• [YOUR TASK] Filter the entries for the string "sent". Copy each line that has it.

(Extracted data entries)
== == ==
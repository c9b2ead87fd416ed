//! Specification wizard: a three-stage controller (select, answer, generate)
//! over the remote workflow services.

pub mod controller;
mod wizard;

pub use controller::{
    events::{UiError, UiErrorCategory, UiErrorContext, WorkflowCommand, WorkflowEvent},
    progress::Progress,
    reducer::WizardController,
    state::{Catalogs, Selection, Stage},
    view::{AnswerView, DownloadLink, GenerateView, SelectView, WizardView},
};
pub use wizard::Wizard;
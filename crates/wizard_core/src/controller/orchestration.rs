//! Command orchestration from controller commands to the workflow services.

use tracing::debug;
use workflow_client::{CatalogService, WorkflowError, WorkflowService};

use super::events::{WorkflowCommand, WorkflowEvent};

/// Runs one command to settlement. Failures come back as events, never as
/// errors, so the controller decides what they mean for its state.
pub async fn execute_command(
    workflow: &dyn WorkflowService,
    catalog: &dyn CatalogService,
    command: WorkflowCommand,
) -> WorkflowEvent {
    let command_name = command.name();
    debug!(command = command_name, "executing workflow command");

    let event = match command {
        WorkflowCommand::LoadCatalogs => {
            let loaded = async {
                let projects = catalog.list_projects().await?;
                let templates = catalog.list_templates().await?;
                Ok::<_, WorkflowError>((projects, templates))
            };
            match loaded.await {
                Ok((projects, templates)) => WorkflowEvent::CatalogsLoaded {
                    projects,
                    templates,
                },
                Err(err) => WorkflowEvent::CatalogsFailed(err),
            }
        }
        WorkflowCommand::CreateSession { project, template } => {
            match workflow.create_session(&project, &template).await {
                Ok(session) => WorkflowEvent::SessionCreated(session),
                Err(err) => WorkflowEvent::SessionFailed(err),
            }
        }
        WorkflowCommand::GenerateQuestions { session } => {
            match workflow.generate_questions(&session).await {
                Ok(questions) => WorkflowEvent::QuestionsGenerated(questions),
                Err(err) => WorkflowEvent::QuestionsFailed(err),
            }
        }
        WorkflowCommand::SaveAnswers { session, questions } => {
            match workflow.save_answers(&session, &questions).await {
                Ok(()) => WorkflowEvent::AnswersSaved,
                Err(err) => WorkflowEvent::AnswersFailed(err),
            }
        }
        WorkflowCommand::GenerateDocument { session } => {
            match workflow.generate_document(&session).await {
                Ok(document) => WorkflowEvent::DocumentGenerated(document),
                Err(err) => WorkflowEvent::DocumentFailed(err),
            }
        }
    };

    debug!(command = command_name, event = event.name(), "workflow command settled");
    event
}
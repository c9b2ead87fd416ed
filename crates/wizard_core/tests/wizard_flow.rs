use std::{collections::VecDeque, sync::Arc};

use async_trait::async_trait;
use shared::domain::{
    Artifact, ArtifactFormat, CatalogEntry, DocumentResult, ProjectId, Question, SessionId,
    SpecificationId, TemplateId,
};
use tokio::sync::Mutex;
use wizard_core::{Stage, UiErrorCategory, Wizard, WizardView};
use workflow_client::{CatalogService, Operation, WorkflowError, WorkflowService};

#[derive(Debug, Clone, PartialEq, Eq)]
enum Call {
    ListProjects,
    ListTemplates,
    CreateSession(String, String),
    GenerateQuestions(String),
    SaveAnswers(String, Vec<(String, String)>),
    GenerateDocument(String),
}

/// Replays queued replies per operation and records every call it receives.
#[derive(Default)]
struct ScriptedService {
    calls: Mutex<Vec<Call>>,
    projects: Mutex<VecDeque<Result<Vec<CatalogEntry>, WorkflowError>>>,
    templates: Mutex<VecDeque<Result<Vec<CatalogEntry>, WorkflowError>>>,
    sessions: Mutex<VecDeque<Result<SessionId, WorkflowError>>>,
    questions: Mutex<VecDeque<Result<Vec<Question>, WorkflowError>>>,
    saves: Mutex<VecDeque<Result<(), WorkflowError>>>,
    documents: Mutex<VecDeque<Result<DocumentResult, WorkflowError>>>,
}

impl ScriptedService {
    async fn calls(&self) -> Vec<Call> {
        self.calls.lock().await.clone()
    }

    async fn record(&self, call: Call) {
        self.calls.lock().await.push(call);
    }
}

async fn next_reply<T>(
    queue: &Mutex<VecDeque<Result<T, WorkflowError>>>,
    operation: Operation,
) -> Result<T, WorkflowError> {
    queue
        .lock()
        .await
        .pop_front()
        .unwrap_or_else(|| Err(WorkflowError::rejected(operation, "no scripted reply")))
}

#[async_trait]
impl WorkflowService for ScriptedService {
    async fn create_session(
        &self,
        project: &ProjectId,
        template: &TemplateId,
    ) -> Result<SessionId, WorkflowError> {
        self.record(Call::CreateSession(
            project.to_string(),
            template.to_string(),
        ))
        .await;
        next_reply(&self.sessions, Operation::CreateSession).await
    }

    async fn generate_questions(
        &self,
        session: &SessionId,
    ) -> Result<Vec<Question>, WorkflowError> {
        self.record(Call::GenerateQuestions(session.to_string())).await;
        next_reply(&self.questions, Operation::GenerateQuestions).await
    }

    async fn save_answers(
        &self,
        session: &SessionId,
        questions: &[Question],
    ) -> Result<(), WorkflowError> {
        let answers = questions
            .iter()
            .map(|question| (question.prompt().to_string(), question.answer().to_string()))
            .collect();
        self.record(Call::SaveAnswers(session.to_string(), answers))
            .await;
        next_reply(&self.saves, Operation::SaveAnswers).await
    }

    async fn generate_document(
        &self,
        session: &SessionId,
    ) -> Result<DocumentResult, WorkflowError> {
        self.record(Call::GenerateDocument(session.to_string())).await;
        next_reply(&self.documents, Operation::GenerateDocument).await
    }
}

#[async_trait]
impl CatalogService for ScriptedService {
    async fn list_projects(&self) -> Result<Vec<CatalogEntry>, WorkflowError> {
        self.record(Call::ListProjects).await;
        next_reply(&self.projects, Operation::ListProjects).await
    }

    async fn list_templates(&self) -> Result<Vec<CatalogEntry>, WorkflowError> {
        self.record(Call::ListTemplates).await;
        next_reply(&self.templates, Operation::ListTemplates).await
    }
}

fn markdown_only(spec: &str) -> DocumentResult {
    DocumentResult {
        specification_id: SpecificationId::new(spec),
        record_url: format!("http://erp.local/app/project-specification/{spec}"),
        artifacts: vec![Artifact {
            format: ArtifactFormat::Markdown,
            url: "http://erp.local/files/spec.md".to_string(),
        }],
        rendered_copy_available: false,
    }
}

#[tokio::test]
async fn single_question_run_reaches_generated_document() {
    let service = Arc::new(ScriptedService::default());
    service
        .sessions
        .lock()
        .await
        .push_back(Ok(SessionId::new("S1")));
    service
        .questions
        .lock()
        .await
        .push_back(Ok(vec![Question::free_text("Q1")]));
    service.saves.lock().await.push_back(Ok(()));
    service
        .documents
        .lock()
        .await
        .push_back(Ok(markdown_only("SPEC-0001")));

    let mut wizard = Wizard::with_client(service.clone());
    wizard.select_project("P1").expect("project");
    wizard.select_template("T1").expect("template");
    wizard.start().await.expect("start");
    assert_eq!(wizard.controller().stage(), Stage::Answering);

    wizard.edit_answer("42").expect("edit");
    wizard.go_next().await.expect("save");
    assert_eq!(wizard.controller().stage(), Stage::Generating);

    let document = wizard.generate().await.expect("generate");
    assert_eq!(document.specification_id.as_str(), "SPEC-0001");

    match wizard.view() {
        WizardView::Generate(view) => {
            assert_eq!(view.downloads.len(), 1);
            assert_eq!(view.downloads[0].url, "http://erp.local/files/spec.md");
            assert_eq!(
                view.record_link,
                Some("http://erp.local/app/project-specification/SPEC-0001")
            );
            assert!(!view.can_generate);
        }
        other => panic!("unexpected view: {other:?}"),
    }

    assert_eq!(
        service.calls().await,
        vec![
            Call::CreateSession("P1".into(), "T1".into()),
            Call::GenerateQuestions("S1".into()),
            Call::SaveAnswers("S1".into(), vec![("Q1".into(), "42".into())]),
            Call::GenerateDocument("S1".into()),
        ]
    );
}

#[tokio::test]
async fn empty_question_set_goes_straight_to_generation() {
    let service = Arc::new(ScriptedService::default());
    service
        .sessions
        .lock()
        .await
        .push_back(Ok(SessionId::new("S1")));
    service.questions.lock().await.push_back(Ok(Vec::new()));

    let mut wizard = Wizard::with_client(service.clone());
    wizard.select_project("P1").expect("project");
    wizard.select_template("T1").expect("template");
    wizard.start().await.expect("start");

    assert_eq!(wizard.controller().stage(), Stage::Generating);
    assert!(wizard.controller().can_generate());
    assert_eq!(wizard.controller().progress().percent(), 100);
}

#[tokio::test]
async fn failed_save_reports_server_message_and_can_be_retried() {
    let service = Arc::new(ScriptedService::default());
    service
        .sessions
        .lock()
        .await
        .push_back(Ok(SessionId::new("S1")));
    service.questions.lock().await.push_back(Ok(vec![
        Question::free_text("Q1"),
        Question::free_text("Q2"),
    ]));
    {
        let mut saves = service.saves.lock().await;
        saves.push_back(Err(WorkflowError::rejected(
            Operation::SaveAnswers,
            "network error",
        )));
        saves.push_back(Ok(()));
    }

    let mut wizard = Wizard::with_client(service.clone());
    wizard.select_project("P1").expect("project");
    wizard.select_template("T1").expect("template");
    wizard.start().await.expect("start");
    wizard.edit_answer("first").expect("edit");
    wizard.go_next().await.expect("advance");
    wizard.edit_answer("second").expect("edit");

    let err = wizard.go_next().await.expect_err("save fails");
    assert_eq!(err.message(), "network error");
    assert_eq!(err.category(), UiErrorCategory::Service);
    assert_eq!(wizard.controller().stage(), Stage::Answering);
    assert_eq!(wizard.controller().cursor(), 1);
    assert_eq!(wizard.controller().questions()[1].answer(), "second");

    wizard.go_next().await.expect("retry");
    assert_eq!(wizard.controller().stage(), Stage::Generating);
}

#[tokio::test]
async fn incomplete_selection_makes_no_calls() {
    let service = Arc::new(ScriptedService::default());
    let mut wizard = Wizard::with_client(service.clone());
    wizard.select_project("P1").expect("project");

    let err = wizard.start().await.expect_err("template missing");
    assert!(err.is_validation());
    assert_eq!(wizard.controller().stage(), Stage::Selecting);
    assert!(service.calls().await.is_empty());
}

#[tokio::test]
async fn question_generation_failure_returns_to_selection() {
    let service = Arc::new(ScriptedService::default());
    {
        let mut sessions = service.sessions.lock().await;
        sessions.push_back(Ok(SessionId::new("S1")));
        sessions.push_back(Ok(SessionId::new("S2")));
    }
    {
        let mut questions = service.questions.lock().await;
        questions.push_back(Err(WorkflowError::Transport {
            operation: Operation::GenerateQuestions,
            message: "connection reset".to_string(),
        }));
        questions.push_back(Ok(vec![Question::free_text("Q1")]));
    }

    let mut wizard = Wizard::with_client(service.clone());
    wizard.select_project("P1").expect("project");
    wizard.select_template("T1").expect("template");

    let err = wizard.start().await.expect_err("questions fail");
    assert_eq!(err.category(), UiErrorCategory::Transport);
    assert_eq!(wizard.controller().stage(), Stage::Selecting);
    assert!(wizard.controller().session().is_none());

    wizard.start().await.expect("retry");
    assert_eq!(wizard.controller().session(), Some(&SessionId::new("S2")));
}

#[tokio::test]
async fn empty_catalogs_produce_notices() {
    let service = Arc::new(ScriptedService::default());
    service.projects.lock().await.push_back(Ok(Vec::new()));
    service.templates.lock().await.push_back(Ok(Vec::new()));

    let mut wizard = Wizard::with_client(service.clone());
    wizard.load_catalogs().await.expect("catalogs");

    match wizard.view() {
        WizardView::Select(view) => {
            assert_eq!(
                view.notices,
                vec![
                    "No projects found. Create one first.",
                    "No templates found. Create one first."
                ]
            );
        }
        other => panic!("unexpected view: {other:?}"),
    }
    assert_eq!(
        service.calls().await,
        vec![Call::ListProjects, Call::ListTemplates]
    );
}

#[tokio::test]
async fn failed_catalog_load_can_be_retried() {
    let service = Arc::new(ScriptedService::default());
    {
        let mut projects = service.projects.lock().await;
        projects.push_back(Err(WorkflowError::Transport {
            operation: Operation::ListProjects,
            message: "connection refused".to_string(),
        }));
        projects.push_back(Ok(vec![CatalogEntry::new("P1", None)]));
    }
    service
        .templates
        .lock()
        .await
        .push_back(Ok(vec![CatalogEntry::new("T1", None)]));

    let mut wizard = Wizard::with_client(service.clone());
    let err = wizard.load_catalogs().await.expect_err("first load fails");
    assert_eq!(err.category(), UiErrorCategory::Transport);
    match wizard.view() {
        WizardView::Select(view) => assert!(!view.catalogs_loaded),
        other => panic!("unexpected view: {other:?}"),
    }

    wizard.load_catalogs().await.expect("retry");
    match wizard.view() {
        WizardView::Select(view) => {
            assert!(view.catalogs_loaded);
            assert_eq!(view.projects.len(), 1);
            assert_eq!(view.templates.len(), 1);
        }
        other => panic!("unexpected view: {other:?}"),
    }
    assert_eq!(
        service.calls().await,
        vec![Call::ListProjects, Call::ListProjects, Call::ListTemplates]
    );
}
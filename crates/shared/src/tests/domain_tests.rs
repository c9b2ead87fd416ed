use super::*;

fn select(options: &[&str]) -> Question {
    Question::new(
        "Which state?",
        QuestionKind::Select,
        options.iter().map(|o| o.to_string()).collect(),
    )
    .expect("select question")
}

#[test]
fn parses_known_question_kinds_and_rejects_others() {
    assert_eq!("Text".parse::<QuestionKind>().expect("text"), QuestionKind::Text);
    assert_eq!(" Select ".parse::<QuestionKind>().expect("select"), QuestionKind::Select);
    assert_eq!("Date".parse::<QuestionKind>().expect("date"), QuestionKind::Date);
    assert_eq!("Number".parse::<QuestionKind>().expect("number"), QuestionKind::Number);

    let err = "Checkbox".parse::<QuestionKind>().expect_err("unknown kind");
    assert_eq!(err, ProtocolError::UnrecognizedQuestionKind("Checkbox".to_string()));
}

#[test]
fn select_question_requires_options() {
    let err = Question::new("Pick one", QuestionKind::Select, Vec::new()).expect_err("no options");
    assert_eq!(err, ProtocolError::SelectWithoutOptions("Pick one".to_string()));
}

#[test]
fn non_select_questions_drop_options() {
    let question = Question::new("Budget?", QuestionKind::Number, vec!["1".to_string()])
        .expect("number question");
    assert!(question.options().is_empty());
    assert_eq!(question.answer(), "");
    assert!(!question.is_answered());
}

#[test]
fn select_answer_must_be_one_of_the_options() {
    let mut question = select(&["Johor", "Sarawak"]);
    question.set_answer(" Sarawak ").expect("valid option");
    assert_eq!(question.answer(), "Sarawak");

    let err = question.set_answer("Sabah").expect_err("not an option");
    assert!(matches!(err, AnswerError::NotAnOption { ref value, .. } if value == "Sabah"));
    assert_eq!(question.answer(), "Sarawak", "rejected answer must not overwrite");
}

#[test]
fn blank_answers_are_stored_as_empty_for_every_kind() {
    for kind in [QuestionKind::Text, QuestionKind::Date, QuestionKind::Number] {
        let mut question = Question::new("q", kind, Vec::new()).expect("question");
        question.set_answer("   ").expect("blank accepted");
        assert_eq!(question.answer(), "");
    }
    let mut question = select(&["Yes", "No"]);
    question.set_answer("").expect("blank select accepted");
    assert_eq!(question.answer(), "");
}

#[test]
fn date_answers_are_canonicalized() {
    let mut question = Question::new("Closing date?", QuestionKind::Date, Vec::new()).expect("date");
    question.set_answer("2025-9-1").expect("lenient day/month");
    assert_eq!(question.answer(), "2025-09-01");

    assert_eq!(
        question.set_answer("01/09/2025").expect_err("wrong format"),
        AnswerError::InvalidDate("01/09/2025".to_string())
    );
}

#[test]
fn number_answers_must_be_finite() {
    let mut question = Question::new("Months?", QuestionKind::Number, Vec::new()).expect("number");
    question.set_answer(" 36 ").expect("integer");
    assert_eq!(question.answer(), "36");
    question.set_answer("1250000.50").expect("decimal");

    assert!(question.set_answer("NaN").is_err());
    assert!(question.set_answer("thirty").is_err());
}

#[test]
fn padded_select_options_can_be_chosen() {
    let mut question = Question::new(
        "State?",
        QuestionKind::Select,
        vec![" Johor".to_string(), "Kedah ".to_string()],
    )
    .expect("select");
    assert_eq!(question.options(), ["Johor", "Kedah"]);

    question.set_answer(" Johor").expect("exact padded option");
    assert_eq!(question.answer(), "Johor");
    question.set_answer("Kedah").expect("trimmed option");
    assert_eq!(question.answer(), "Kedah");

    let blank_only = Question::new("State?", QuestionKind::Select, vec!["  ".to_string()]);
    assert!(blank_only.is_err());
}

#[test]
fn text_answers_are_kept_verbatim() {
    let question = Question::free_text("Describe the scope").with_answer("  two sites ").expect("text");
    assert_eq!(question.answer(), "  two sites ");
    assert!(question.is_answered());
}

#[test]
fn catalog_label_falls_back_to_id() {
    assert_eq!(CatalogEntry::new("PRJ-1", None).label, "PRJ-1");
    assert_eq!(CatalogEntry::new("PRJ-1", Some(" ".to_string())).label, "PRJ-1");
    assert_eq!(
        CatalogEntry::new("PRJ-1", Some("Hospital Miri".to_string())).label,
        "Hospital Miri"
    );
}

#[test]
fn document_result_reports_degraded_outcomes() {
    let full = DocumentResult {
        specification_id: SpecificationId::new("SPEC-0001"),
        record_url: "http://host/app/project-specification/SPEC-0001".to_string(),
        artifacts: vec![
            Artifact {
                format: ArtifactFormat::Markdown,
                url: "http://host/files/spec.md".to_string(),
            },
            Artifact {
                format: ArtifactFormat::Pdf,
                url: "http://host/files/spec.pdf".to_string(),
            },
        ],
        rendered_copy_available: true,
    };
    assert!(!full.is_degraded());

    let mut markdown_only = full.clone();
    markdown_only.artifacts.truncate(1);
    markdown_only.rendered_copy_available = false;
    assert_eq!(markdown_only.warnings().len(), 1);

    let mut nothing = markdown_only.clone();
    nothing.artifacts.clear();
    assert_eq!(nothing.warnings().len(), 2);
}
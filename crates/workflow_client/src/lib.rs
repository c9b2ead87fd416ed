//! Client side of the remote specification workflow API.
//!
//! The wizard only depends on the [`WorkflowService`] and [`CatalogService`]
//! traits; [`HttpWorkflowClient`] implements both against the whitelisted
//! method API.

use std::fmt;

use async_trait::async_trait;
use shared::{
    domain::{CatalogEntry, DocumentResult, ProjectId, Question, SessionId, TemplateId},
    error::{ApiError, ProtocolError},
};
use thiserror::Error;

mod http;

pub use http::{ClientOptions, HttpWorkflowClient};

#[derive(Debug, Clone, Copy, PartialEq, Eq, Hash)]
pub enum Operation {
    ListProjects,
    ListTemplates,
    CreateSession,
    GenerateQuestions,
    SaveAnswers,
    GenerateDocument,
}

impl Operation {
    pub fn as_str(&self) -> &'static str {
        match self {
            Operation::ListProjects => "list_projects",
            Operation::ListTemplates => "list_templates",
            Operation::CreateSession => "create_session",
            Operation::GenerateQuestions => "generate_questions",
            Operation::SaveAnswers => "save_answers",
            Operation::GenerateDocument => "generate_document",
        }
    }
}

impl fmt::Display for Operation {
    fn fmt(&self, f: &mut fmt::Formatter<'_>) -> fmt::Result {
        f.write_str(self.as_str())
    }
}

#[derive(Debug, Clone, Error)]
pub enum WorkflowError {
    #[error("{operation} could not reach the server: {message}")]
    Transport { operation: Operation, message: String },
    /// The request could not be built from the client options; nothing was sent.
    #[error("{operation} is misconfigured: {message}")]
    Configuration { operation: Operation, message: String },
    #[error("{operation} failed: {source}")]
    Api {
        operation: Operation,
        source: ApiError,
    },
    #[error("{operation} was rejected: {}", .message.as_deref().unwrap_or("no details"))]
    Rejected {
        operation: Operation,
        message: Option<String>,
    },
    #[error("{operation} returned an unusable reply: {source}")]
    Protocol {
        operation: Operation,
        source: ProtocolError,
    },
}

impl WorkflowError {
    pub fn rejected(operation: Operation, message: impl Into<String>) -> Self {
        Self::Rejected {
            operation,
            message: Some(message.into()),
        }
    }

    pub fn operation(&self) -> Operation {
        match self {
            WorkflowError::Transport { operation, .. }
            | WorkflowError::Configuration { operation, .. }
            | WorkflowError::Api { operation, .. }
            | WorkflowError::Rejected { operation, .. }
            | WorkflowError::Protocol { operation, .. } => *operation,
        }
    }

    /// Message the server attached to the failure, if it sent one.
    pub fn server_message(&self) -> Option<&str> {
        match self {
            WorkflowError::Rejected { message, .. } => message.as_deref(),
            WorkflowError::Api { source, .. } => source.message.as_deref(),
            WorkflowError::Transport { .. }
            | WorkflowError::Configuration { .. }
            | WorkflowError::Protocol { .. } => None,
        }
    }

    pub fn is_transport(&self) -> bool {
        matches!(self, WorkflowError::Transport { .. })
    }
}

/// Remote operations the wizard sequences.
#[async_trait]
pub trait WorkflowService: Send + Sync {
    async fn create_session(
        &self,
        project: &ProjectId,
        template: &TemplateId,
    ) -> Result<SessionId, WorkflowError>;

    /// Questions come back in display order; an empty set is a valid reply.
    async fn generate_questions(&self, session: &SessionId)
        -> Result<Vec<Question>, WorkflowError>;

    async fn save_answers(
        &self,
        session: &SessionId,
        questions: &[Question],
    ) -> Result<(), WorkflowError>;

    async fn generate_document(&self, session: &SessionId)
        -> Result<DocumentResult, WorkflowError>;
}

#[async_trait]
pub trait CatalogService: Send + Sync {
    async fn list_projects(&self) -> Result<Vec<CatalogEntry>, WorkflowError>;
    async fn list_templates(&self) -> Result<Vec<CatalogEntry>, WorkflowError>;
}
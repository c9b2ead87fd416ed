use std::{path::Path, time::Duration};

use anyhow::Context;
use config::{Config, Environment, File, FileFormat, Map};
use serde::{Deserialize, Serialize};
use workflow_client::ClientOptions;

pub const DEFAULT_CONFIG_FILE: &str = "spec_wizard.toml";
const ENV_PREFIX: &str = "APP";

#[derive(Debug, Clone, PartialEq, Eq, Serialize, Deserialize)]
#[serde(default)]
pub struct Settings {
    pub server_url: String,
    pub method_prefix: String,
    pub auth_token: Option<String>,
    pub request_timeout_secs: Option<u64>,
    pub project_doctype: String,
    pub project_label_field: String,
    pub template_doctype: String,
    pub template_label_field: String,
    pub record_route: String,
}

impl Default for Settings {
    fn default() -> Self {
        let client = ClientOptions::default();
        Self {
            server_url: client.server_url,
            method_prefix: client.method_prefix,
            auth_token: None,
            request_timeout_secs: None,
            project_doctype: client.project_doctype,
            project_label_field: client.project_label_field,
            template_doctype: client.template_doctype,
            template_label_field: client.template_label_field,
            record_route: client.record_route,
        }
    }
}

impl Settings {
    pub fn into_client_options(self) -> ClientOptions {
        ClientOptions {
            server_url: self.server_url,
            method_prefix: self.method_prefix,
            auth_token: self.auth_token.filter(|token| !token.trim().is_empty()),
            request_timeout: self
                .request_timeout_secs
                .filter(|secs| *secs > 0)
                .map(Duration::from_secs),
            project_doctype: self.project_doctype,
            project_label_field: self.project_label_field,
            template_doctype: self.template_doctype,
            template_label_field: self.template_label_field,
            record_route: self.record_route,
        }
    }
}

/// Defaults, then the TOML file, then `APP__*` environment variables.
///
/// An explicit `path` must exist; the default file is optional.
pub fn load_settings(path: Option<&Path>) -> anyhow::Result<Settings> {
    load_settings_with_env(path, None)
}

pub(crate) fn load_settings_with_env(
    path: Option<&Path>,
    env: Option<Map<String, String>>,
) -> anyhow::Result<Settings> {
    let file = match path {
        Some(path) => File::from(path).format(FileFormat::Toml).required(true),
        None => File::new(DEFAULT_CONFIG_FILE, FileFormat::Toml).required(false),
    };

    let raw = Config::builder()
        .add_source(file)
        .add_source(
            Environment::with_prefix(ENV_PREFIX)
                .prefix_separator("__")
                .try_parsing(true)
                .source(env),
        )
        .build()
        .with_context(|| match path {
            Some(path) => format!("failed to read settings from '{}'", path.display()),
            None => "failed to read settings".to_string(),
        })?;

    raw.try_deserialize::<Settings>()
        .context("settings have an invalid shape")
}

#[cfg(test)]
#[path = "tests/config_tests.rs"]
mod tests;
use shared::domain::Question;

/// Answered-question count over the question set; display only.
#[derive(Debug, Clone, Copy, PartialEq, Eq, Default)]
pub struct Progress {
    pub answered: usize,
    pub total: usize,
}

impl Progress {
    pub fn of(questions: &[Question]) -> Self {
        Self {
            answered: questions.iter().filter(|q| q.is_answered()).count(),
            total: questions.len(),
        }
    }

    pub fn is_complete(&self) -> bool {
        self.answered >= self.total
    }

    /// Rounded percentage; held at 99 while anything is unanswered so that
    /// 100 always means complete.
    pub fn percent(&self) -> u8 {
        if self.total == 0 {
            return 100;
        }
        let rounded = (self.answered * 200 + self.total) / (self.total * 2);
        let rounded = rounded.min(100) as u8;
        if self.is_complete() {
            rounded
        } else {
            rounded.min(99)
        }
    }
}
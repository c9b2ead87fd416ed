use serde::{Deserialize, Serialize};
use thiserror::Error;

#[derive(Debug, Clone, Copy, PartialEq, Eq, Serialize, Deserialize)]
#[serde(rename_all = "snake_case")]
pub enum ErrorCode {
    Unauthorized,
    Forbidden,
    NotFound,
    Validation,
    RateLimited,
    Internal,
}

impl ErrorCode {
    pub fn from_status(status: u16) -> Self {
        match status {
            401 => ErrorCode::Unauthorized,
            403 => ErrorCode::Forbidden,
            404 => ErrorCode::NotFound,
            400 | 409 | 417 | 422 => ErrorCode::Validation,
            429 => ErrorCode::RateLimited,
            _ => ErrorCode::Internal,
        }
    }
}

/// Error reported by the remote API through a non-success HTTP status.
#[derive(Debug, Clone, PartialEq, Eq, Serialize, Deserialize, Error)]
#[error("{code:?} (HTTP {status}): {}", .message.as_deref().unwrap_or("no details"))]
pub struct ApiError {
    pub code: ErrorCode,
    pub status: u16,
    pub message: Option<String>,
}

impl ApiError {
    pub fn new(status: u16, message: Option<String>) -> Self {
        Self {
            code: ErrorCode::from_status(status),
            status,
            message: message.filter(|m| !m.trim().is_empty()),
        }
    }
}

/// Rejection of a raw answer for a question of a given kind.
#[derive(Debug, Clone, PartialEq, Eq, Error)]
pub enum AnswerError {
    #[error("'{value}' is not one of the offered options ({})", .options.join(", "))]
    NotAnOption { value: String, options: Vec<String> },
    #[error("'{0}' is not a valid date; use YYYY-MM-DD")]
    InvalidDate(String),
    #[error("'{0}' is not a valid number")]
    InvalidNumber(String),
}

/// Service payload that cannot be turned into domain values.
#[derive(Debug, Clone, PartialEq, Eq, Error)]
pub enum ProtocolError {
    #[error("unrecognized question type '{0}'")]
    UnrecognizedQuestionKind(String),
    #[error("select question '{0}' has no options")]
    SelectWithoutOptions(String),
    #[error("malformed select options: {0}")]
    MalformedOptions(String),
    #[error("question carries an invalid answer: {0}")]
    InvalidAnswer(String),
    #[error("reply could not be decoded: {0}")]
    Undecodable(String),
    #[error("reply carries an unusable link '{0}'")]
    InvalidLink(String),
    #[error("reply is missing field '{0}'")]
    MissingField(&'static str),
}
== == ==
• [TASK RESULT]
    /// The request could not be built from the client options; nothing was sent.
    /// Message the server attached to the failure, if it sent one.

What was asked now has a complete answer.